In order to determine the synoptic pattern of heavy and extreme precipitations on the southern coast of the Caspian Sea, precipitation characteristics of the Caspian region were investigated by the use of eight synoptic stations data. Considering the percentage thresholds, the days with heavy and extreme precipitations were determined for a 10 year period (1994-2003). Since more than 75% of days with heavy precipitation were concentrated in autumn, the threshold of 10% of autumn precipitation values (52.8mm) were considered and 28 days with heavy precipitation were determined in the 10 year period. The 6-hour and daily mean NCEP/NCAR 2.5×2.5 reanalysis data of pressure, vertical velocity, specific humidity and zonal and meridional wind components at different levels and outgoing longwave radiation(OLR) from two days before of precipitation days were employed.
The results revealed that all the heavy and extreme precipitations of the southern coast of the Caspian Sea can be classified into three main patterns including High pressure, Low pressure and Coupling. 16 days (57.1%) out of 28 days with heavy precipitation were the result of the existence of high pressure pattern and negative vorticity related to the influence of a high pressure tongue on the southern coast of the Caspian Sea. In contrast, there were only 6 days (21.4%) with low pressure pattern. 6 days with heavy (21.4%) precipitations belonged to the coupling pattern which included a high pressure center over the west-northwest of the Caspian Sea and a low pressure center over the east of it. The southern half of the Caspian Sea has mainly negative vorticity due to the influence of anticyclonic circulation in this pattern, However, the precipitation was the result of convergence of cyclonic and anticyclonic flows over the Caspian Sea.

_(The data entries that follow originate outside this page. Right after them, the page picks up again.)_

use core::sync::atomic::AtomicU16;
use std::sync::Arc;

use mqtt_endpoint_tokio::mqtt_ep::{
    self, Endpoint,
    packet::v5_0,
    role,
    transport::{TcpTransport, connect_helper},
};
use mqtt_protocol_core::mqtt::packet::{Qos, v5_0::Connack};
use quasar_common::{
    EntityId, Property, PropertyKind, QuasarString, Topic,
    meta::{self, MetaField},
};
use serde::Serialize;

use crate::capabilities::{Capability, HostCapability};

pub mod capabilities;
pub mod log;
pub mod platform;
pub mod registry;

pub use quasar_common as common;

pub use self::platform::{AddEntities, MqttSink, SensorEntity, SensorPlatform, SensorSink};

pub type Result<T, E = Error> = std::result::Result<T, E>;

#[derive(thiserror::Error, Debug)]
pub enum Error {
    #[error("mqtt transport error: {0}")]
    MqttTransport(#[from] mqtt_ep::TransportError),
    #[error("mqtt connection error: {0}")]
    MqttConnection(#[from] mqtt_ep::ConnectionError),
    #[error("mqtt packet field error: {0}")]
    MqttPacketField(&'static str),
    #[error("mqtt packet error: {0}")]
    MqttPacket(mqtt_ep::result_code::MqttError),
    #[error("serde json error: {0}")]
    SerdeJson(#[from] serde_json::Error),
}

impl From<mqtt_ep::result_code::MqttError> for Error {
    fn from(e: mqtt_ep::result_code::MqttError) -> Self {
        Error::MqttPacket(e)
    }
}

pub struct HostConnection {
    endpoint: Endpoint<role::Client>,
    next_payload_id: AtomicU16,
}

impl HostConnection {
    pub async fn connect(client_id: &str, addr: &str) -> Result<Arc<Self>> {
        let endpoint = mqtt_ep::endpoint::Endpoint::<role::Client>::new(mqtt_ep::Version::V5_0);

        let tcp_stream = connect_helper::connect_tcp(addr, None).await?;
        let transport = TcpTransport::from_stream(tcp_stream);
        endpoint
            .attach(transport, mqtt_ep::endpoint::Mode::Client)
            .await?;

        let connect = v5_0::Connect::builder().client_id(client_id)?.build()?;

        endpoint.send(connect).await?;

        let packet = endpoint.recv().await?;
        let connack: Connack = packet.try_into().map_err(Error::MqttPacketField)?;
        tracing::debug!("Received CONNACK: {connack:?}");

        Ok(HostConnection { endpoint, next_payload_id: AtomicU16::new(1) }.into())
    }

    fn next_payload_id(&self) -> u16 {
        loop {
            let id = self
                .next_payload_id
                .fetch_add(1, std::sync::atomic::Ordering::Relaxed);

            if id != 0 {
                break id;
            }
        }
    }

    /// Receives the next packet from the broker.
    ///
    /// The host never subscribes, so everything arriving here is an
    /// acknowledgement. Something has to keep calling this for the endpoint to
    /// release packet ids.
    pub async fn recv_raw(&self) -> Result<mqtt_ep::packet::Packet> {
        let packet = self.endpoint.recv().await?;
        Ok(packet)
    }

    pub async fn publish(
        &self,
        topic: Topic,
        payload: impl Serialize,
        opts: PublishOpts,
    ) -> Result<()> {
        let payload = serde_json::to_string(&payload)?;

        tracing::debug!("Publishing to topic {topic}: {payload}");

        let publish = v5_0::Publish::builder()
            .topic_name(topic.to_string())?
            .payload(payload)
            .qos(opts.qos)
            .retain(opts.retain)
            .packet_id(self.next_payload_id())
            .build()?;

        if let Some(packet_id) = publish.packet_id() {
            self.endpoint.register_packet_id(packet_id).await?;
        }

        self.endpoint.send(publish).await?;

        Ok(())
    }

    pub async fn publish_entity_meta<T: MetaField>(&self, entity: EntityId, meta: T) -> Result<()> {
        self.publish(
            Topic::EntityMeta { entity, key: QuasarString::const_new(T::KEY) },
            meta,
            PublishOpts::for_property::<T>(),
        )
        .await
    }

    /// Creates an entity owned by this connection and marks it online.
    pub async fn entity(self: &Arc<Self>, id: impl Into<EntityId>) -> Result<Arc<HostEntity>> {
        let entity = HostEntity::new(id.into(), self.clone());

        entity.initialize().await?;

        Ok(entity)
    }
}

#[derive(Debug, Clone, Copy, PartialEq)]
pub struct PublishOpts {
    pub qos: Qos,
    pub retain: bool,
}

impl PublishOpts {
    pub const fn metadata() -> Self {
        Self { qos: Qos::AtLeastOnce, retain: true }
    }

    pub const fn entity_data() -> Self {
        Self { qos: Qos::AtLeastOnce, retain: true }
    }

    pub const fn for_property<T: Property>() -> Self {
        match T::KIND {
            PropertyKind::State => Self::entity_data(),
            PropertyKind::Meta => Self::metadata(),
        }
    }
}

pub struct HostEntity {
    id: EntityId,
    conn: Arc<HostConnection>,
}

impl HostEntity {
    pub(crate) fn new(id: EntityId, conn: Arc<HostConnection>) -> Arc<Self> {
        Arc::new(Self { id, conn })
    }

    pub fn id(&self) -> &EntityId {
        &self.id
    }

    pub(crate) async fn initialize(&self) -> Result<()> {
        self.publish_meta(meta::Status(meta::EntityStatus::Online))
            .await
    }

    pub async fn publish_meta(&self, meta: impl MetaField) -> Result<()> {
        self.conn.publish_entity_meta(self.id.clone(), meta).await
    }

    pub async fn capability<C: Capability>(self: &Arc<Self>) -> Result<C> {
        let cap = C::from(HostCapability {
            entity: self.clone(),
            capability: QuasarString::const_new(C::ID),
        });

        cap.initialize(C::VERSION).await?;

        Ok(cap)
    }
}

#[cfg(test)]
mod tests {
    use quasar_common::{capabilities::sensor::DeviceClass, meta::Name};

    use super::*;

    #[test]
    fn metadata_is_retained() {
        assert_eq!(PublishOpts::for_property::<Name>(), PublishOpts::metadata());
        assert_eq!(PublishOpts::for_property::<DeviceClass>(), PublishOpts::metadata());
        assert!(PublishOpts::metadata().retain);
    }

    #[test]
    fn readings_are_retained() {
        let opts = PublishOpts::entity_data();
        assert!(opts.retain);
        assert_eq!(opts.qos, Qos::AtLeastOnce);
    }
}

The results indicated that the main mechanism of precipitations was the local convection occurrence at the southern extremity of the Caspian Sea in both high pressure and coupling patterns, whereas, the existence of a Cyclone was the main mechanism of precipitation in Low pressure pattern. However, the maximum ascend (highest negative omega) in both High Pressure and Coupling patterns occurs in the lower troposphere, while in Low Pressure pattern it occurs in a thick layer in mid-troposphere. The existence of a high pressure center over the west of the Caspian Sea and a negative vorticity over the sea at lower levels, associated with the strong and prevailing north-south flows are the main factors causing heavy and extreme autumn precipitation in all synoptic patterns.